[Entries taken from a collection]
#####
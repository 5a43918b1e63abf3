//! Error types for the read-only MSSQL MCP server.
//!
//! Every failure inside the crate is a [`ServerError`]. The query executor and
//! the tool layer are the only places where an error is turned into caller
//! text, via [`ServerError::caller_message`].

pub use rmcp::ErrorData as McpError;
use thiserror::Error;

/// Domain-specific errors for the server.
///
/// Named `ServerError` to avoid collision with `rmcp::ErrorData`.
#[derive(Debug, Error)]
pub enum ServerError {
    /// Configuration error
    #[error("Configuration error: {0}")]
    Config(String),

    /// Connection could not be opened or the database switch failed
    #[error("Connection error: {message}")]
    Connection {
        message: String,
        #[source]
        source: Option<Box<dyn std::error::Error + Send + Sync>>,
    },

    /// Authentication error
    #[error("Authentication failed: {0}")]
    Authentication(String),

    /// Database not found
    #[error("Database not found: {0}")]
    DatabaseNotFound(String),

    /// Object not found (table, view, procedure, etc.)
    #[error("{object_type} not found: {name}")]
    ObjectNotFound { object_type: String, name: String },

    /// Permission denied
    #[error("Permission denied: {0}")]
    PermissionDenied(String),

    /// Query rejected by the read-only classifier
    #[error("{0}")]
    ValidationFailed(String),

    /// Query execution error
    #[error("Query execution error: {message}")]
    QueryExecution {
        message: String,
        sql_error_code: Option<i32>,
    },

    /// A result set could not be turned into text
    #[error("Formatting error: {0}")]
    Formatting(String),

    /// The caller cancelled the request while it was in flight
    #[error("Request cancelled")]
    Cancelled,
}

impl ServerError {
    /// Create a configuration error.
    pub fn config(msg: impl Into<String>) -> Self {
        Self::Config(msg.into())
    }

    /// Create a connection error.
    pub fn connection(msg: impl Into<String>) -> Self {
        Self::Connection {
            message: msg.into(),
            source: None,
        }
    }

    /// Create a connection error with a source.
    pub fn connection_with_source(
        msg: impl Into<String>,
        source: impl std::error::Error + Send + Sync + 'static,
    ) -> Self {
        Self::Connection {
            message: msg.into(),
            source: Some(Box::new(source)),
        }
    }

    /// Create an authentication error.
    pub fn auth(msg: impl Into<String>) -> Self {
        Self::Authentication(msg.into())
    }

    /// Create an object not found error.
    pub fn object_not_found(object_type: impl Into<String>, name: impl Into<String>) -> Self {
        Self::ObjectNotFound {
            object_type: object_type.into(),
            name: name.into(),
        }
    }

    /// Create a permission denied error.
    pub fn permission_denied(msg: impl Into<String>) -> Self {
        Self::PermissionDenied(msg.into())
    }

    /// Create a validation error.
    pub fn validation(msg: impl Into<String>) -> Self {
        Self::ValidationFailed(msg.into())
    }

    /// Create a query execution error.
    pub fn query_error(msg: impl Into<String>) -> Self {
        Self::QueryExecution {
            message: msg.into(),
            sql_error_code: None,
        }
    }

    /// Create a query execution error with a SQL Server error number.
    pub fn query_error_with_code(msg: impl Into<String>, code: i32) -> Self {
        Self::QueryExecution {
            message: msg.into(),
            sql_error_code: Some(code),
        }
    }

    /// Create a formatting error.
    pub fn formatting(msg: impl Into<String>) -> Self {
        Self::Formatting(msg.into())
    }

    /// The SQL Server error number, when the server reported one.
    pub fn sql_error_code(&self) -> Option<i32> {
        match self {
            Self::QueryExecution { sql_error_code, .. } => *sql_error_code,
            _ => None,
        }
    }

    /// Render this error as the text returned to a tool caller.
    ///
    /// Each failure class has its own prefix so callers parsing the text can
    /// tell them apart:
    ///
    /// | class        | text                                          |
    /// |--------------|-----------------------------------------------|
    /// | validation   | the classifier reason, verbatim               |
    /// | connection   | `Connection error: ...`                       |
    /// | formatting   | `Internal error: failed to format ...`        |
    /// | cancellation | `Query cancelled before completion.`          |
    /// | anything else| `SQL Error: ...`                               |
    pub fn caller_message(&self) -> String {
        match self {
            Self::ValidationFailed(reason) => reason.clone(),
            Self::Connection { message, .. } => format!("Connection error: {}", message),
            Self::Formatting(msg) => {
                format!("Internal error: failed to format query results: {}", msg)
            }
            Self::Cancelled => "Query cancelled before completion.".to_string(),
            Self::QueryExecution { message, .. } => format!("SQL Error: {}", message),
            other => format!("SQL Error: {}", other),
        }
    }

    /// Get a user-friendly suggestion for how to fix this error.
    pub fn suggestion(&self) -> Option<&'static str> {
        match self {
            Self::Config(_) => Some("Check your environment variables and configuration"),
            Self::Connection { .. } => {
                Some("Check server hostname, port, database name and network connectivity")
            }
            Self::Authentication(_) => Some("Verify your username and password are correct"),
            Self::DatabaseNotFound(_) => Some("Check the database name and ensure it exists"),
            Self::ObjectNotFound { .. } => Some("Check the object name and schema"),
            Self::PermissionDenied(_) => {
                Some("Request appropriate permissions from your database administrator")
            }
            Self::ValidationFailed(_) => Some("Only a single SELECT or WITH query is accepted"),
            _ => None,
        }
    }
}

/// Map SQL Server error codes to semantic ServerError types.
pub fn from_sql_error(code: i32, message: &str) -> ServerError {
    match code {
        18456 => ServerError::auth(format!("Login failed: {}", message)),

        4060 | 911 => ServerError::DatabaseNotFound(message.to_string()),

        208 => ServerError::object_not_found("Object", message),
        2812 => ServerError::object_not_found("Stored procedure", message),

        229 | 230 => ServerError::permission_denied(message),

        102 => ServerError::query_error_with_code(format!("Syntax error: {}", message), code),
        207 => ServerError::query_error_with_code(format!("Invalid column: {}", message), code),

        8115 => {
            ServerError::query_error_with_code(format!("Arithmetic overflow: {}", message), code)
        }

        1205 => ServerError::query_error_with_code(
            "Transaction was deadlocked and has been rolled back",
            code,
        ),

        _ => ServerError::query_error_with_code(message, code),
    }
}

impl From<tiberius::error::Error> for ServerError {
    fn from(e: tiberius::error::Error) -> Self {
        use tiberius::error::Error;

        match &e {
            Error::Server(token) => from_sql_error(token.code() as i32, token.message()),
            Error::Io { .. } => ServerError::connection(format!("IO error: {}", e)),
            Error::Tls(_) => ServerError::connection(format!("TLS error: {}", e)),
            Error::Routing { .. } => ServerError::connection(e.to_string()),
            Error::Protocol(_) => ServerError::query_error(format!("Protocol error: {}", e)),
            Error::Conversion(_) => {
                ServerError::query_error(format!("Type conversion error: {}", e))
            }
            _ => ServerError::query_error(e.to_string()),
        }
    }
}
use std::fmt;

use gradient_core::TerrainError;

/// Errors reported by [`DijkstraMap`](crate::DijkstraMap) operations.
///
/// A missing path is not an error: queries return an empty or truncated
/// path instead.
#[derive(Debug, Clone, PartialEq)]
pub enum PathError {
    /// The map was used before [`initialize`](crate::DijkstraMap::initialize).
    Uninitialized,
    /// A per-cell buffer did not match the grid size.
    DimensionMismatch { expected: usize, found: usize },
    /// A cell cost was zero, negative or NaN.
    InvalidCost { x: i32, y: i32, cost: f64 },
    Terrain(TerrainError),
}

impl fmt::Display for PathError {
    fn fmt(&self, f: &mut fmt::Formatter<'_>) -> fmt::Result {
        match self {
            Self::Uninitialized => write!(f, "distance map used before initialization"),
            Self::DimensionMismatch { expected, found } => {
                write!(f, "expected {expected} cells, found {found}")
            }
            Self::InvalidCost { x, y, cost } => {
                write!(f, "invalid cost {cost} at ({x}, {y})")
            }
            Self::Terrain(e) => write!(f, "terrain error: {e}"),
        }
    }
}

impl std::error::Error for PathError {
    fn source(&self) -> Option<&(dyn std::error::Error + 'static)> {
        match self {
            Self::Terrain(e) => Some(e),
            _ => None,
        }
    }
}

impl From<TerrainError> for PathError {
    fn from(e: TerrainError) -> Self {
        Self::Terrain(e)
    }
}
#####
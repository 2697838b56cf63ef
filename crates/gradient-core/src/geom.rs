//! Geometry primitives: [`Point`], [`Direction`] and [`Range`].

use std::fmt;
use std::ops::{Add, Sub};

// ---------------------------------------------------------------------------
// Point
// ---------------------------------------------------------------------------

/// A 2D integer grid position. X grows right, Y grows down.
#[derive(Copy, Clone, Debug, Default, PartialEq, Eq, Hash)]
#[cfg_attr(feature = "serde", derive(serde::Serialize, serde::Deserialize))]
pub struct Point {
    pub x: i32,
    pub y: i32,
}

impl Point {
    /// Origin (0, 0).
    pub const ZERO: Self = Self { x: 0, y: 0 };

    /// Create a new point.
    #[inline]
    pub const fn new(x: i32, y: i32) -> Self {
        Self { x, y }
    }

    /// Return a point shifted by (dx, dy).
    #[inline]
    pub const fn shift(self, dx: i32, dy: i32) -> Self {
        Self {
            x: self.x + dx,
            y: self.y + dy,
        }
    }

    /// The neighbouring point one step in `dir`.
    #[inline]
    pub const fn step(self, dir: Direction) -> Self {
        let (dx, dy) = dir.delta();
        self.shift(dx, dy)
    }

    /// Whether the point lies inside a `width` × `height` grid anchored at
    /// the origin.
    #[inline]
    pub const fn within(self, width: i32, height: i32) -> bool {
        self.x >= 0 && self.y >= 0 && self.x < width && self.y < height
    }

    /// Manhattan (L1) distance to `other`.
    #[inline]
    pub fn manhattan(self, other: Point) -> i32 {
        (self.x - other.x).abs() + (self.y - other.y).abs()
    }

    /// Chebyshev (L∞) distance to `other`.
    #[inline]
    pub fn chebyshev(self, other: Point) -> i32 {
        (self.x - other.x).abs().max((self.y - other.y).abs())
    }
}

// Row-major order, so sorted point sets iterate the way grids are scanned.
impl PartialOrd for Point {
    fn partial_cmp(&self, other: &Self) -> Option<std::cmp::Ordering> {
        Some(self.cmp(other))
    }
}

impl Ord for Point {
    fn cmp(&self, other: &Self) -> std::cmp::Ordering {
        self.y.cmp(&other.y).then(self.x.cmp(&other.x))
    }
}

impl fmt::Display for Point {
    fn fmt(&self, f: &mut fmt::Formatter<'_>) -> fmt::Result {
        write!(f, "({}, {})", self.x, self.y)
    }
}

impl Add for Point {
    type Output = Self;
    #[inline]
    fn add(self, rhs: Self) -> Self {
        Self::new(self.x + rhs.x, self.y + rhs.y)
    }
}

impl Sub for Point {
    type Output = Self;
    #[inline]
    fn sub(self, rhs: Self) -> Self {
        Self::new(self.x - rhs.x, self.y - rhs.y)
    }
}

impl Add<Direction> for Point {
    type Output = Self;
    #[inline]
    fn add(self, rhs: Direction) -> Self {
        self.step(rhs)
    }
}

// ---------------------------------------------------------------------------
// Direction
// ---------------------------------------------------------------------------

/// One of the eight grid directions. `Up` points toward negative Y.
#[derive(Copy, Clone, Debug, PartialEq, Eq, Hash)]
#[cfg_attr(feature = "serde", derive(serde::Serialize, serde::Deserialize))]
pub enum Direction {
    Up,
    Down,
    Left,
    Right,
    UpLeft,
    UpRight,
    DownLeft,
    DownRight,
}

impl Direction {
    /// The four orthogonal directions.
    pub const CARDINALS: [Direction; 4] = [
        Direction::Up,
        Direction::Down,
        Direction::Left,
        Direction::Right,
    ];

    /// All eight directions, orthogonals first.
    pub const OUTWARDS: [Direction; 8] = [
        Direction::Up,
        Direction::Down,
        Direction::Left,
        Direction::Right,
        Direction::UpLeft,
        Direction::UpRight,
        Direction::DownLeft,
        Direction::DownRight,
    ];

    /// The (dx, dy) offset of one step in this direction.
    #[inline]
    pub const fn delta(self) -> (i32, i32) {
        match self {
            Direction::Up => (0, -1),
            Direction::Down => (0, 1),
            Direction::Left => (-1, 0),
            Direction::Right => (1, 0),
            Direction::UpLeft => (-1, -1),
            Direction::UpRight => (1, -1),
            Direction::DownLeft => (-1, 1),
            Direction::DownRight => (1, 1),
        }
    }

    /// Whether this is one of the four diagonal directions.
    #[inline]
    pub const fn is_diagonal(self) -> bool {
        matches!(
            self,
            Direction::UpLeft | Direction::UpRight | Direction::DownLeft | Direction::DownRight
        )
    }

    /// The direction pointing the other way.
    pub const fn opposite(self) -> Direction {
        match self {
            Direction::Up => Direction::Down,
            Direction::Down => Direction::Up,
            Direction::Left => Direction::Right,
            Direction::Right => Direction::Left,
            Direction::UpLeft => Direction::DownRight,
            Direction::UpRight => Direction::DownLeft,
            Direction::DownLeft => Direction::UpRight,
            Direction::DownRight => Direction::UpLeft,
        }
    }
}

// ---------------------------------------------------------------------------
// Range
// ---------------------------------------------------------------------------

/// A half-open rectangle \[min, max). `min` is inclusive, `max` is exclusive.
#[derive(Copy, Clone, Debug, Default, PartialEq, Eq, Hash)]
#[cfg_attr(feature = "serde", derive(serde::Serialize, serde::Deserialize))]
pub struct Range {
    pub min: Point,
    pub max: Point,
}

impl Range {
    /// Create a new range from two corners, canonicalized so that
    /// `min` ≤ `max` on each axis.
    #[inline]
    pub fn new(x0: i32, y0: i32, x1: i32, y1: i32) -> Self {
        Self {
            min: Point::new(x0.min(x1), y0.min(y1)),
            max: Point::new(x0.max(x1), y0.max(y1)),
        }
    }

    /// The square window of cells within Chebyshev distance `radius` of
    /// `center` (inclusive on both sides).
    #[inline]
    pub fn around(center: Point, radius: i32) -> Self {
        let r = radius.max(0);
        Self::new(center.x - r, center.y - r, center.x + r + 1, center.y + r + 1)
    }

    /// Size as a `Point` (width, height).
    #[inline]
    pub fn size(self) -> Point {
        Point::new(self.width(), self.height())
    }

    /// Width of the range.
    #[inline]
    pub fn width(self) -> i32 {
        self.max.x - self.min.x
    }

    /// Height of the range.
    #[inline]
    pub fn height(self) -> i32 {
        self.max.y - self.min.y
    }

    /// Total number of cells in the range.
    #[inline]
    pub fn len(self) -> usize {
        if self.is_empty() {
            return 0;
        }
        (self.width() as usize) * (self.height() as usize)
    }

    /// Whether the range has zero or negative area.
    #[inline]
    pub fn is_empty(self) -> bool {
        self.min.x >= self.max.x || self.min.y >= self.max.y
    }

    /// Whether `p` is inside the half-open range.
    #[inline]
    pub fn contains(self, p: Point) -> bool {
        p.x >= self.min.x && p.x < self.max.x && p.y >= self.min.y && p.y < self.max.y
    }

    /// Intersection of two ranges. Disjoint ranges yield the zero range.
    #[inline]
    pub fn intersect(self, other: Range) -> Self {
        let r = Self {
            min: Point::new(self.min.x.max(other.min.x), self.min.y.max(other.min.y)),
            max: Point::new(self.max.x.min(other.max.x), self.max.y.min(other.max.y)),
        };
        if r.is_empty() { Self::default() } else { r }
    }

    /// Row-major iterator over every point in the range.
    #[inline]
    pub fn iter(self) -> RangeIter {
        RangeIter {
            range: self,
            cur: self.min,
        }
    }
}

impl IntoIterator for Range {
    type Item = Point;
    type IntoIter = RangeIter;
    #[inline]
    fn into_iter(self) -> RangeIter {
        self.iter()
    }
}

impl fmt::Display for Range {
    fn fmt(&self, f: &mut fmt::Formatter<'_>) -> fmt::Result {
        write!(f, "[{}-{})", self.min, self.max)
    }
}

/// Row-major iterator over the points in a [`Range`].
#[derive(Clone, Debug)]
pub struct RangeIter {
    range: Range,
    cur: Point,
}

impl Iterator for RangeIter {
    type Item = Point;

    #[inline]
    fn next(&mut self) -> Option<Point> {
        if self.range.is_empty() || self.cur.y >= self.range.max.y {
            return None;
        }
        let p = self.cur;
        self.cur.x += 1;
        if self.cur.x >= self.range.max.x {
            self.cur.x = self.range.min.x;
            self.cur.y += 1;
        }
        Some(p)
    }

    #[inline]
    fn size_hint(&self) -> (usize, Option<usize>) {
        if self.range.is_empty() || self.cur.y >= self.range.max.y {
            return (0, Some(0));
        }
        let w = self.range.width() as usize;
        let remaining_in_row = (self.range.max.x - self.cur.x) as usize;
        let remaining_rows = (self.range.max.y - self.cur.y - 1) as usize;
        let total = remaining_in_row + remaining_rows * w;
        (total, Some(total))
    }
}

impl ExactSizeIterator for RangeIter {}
#####
Scan the entries above for the line containing "repository 5a43918b1e63abf3", and copy it and all lines after it exactly, down to and including the line containing "use thiserror::Error;".

Solution to the exercise:
repository 5a43918b1e63abf3
//! Error types for the read-only MSSQL MCP server.
//!
//! Every failure inside the crate is a [`ServerError`]. The query executor and
//! the tool layer are the only places where an error is turned into caller
//! text, via [`ServerError::caller_message`].

pub use rmcp::ErrorData as McpError;
use thiserror::Error;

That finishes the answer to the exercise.